Goal of the exercise:
Locate all lines in the data below that hold "debug" and show them.

⟨

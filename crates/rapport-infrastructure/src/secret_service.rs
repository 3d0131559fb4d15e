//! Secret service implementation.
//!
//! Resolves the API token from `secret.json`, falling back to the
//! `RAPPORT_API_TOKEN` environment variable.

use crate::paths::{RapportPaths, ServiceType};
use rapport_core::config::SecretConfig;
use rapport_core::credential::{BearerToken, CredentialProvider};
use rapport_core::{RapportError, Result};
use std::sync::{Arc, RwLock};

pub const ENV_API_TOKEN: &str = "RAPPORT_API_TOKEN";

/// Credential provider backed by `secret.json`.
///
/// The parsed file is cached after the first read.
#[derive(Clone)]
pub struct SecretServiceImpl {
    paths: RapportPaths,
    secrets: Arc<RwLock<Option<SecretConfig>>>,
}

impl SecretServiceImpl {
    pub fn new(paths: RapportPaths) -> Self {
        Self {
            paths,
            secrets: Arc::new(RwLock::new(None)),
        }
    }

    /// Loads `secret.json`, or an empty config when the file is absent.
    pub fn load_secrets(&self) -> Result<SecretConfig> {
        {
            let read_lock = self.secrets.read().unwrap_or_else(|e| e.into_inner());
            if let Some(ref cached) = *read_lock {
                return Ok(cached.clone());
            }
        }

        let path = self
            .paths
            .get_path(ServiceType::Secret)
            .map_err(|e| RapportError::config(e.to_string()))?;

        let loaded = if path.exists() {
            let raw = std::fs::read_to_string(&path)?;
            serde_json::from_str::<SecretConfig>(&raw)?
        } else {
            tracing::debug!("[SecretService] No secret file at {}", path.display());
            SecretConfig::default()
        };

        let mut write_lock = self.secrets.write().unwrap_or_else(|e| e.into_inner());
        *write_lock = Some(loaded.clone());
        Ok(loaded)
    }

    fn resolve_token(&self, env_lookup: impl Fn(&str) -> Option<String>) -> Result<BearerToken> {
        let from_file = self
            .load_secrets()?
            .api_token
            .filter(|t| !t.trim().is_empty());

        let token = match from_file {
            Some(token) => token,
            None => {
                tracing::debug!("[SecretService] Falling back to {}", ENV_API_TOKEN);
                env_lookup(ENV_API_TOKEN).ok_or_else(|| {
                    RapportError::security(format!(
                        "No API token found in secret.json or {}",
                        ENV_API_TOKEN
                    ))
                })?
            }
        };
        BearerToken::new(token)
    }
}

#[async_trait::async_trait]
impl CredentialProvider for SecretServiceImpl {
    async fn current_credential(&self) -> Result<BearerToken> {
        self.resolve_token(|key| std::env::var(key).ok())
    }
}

⟩
⟨

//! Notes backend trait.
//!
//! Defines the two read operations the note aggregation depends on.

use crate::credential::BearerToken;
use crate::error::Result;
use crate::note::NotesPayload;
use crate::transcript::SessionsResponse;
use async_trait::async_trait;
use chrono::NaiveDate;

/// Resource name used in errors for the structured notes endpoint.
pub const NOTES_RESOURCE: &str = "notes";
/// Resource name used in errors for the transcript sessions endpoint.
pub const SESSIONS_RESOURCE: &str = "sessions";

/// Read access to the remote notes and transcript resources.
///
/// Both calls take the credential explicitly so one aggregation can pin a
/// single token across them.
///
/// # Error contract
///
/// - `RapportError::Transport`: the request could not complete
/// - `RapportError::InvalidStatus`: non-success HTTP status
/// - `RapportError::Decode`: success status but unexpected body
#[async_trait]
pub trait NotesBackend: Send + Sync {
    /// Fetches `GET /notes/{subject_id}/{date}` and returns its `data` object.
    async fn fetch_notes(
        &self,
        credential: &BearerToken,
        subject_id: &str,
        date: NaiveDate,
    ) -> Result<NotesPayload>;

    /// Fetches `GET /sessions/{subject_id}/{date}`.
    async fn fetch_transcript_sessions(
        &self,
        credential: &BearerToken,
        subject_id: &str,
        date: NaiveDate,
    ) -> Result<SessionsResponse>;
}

⟩

Finished task:
            tracing::debug!("[SecretService] No secret file at {}", path.display());
                tracing::debug!("[SecretService] Falling back to {}", ENV_API_TOKEN);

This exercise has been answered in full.